▶ Supplied entries
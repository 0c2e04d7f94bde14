use std::collections::{BTreeMap, HashSet};
use std::sync::Arc;

use chrono::{DateTime, Utc};
use serde::{Deserialize, Serialize};
use serde_json::Value;
use slate_core::SlateResult;
use slate_domain::{hash_state, to_canonical, BoardState, CanonicalState, ColumnId};
use uuid::Uuid;

use crate::traits::SnapshotStore;

/// Hard ceiling on retained snapshots; pruning keeps the archive at or
/// below this after every insert.
pub const MAX_TOTAL: usize = 50;

#[derive(Debug, Clone, Copy, PartialEq, Eq, Default, Serialize, Deserialize)]
#[serde(rename_all = "lowercase")]
pub enum SnapshotSource {
    Auto,
    Restore,
    Reset,
    Import,
    #[default]
    Manual,
}

/// An immutable point-in-time capture of canonical board state. Entries
/// are created by the archive and destroyed only by explicit deletion or
/// pruning, never by ordinary save traffic.
#[derive(Debug, Clone, PartialEq, Serialize, Deserialize)]
#[serde(rename_all = "camelCase")]
pub struct BackupEntry {
    pub id: String,
    pub timestamp: DateTime<Utc>,
    pub created_at: DateTime<Utc>,
    pub label: String,
    pub source: SnapshotSource,
    pub state_hash: String,
    pub state: CanonicalState,
    pub column_counts: BTreeMap<ColumnId, usize>,
}

#[derive(Debug, Clone, Default)]
pub struct SnapshotOptions {
    pub label: Option<String>,
    pub source: SnapshotSource,
}

impl SnapshotOptions {
    pub fn with_source(source: SnapshotSource) -> Self {
        Self {
            label: None,
            source,
        }
    }
}

/// Bounded, deduplicated history of board-state captures, independent of
/// the live store. Used for recovery ahead of destructive operations and
/// for user-browsable restore points.
pub struct SnapshotArchive<S: SnapshotStore> {
    store: Arc<S>,
}

impl<S: SnapshotStore> SnapshotArchive<S> {
    pub fn new(store: Arc<S>) -> Self {
        Self { store }
    }

    /// Capture `state` into a new entry. Pruning runs before this
    /// returns, so awaiting a snapshot also awaits quota enforcement.
    pub async fn create_snapshot(
        &self,
        state: &BoardState,
        options: SnapshotOptions,
    ) -> SlateResult<BackupEntry> {
        let canonical = to_canonical(state);
        let state_hash = hash_state(&canonical);
        let created_at = canonical.updated_at;

        let entry = BackupEntry {
            id: format!("snapshot-{}", Uuid::new_v4()),
            timestamp: created_at,
            created_at,
            label: options
                .label
                .unwrap_or_else(|| format_snapshot_label(created_at)),
            source: options.source,
            state_hash,
            column_counts: column_counts(&canonical),
            state: canonical,
        };

        self.store.insert_backup(&entry).await?;
        self.prune().await?;
        tracing::info!(id = %entry.id, source = ?entry.source, "created snapshot");
        Ok(entry)
    }

    /// Snapshot the current state ahead of a restore, unless it already
    /// matches the restore target: restoring over an identical board
    /// would only produce a duplicate entry.
    pub async fn create_snapshot_before_restore(
        &self,
        current: &BoardState,
        target_hash: &str,
    ) -> SlateResult<Option<BackupEntry>> {
        let current_hash = hash_state(&to_canonical(current));
        if current_hash == target_hash {
            return Ok(None);
        }
        self.create_snapshot(
            current,
            SnapshotOptions {
                label: Some(pre_restore_label(Utc::now())),
                source: SnapshotSource::Restore,
            },
        )
        .await
        .map(Some)
    }

    /// Delete an entry. The single most-recent entry is protected so a
    /// delete can never leave the user without their latest safety net;
    /// attempting it returns `false`, as does any storage failure.
    pub async fn delete_snapshot(&self, id: &str) -> bool {
        let entries = match self.load_entries().await {
            Ok(entries) => entries,
            Err(_) => return false,
        };
        if entries.first().map(|e| e.id.as_str()) == Some(id) {
            return false;
        }
        self.store.delete_backup(id).await.is_ok()
    }

    /// All entries, newest first. Unreadable storage yields an empty
    /// list rather than an error; rows with missing fields are repaired
    /// on the way out.
    pub async fn all_backups(&self) -> Vec<BackupEntry> {
        self.load_entries().await.unwrap_or_default()
    }

    pub async fn backup_by_id(&self, id: &str) -> Option<BackupEntry> {
        let row = self.store.backup_row(id).await.ok()??;
        Some(ensure_entry(&row))
    }

    pub async fn last_snapshot_time(&self) -> Option<DateTime<Utc>> {
        self.store.last_snapshot_time().await.ok().flatten()
    }

    async fn load_entries(&self) -> SlateResult<Vec<BackupEntry>> {
        let rows = self.store.backup_rows().await?;
        let mut entries: Vec<BackupEntry> = rows.iter().map(ensure_entry).collect();
        entries.sort_by(|a, b| b.created_at.cmp(&a.created_at));
        Ok(entries)
    }

    /// Retention policy, applied after every insert once the archive
    /// exceeds [`MAX_TOTAL`]:
    ///
    /// - the newest entry is never considered;
    /// - the rest are bucketed by UTC calendar day of `created_at`; the
    ///   first entry seen per day (in newest-first order) is that day's
    ///   representative;
    /// - same-day duplicates are deleted oldest-first, then, only if the
    ///   quota is still unmet, daily representatives oldest-first.
    ///
    /// The effect is dense history near now and sparse history further
    /// back, without unbounded growth.
    async fn prune(&self) -> SlateResult<()> {
        let entries = self.load_entries().await?;
        if entries.len() <= MAX_TOTAL {
            return Ok(());
        }
        let need_to_delete = entries.len() - MAX_TOTAL;
        let candidates = &entries[1..];

        let mut seen_days = HashSet::new();
        let mut daily = Vec::new();
        let mut non_daily = Vec::new();
        for entry in candidates {
            if seen_days.insert(entry.created_at.date_naive()) {
                daily.push(entry);
            } else {
                non_daily.push(entry);
            }
        }
        non_daily.sort_by_key(|e| e.created_at);
        daily.sort_by_key(|e| e.created_at);

        let mut deleted = 0;
        for entry in non_daily.into_iter().chain(daily) {
            if deleted >= need_to_delete {
                break;
            }
            self.store.delete_backup(&entry.id).await?;
            deleted += 1;
        }
        tracing::debug!(deleted, "pruned snapshot archive");
        Ok(())
    }
}

/// Rebuild an entry from a stored row, backfilling anything an older app
/// version did not write: the label from the timestamp, the hash from
/// the stored state, the per-column counts from its columns.
fn ensure_entry(row: &Value) -> BackupEntry {
    if let Ok(entry) = serde_json::from_value::<BackupEntry>(row.clone()) {
        return entry;
    }

    let timestamp = row
        .get("timestamp")
        .or_else(|| row.get("createdAt"))
        .and_then(Value::as_str)
        .and_then(|s| DateTime::parse_from_rfc3339(s).ok())
        .map(|dt| dt.with_timezone(&Utc))
        .unwrap_or(DateTime::<Utc>::UNIX_EPOCH);
    let created_at = row
        .get("createdAt")
        .and_then(Value::as_str)
        .and_then(|s| DateTime::parse_from_rfc3339(s).ok())
        .map(|dt| dt.with_timezone(&Utc))
        .unwrap_or(timestamp);
    let state = row
        .get("state")
        .and_then(|v| serde_json::from_value::<CanonicalState>(v.clone()).ok())
        .unwrap_or_else(CanonicalState::empty);
    let state_hash = row
        .get("stateHash")
        .and_then(Value::as_str)
        .map(String::from)
        .unwrap_or_else(|| hash_state(&state));
    let column_counts = row
        .get("columnCounts")
        .and_then(|v| serde_json::from_value(v.clone()).ok())
        .unwrap_or_else(|| column_counts(&state));

    BackupEntry {
        id: row
            .get("id")
            .and_then(Value::as_str)
            .unwrap_or_default()
            .to_string(),
        timestamp,
        created_at,
        label: row
            .get("label")
            .and_then(Value::as_str)
            .map(String::from)
            .unwrap_or_else(|| format_snapshot_label(timestamp)),
        source: row
            .get("source")
            .and_then(|v| serde_json::from_value(v.clone()).ok())
            .unwrap_or_default(),
        state_hash,
        state,
        column_counts,
    }
}

fn column_counts(state: &CanonicalState) -> BTreeMap<ColumnId, usize> {
    state
        .columns
        .iter()
        .map(|c| (c.id, c.card_ids.len()))
        .collect()
}

fn format_snapshot_label(at: DateTime<Utc>) -> String {
    at.format("%b %-d, %Y %H:%M").to_string()
}

fn pre_restore_label(at: DateTime<Utc>) -> String {
    format!("Auto backup (before restore) - {}", at.format("%Y-%m-%d %H:%M"))
}
pub mod config;
pub mod error;
pub mod result;

pub use config::AppConfig;
pub use error::SlateError;
pub use result::SlateResult;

▶ What you should do
Taking the entries above, print exactly the lines starting at the line with "self.prune().await?;" and ending at the line with "a duplicate entry.", both included.

▶ Exercise result
        self.prune().await?;
        tracing::info!(id = %entry.id, source = ?entry.source, "created snapshot");
        Ok(entry)
    }

    /// Snapshot the current state ahead of a restore, unless it already
    /// matches the restore target: restoring over an identical board
    /// would only produce a duplicate entry.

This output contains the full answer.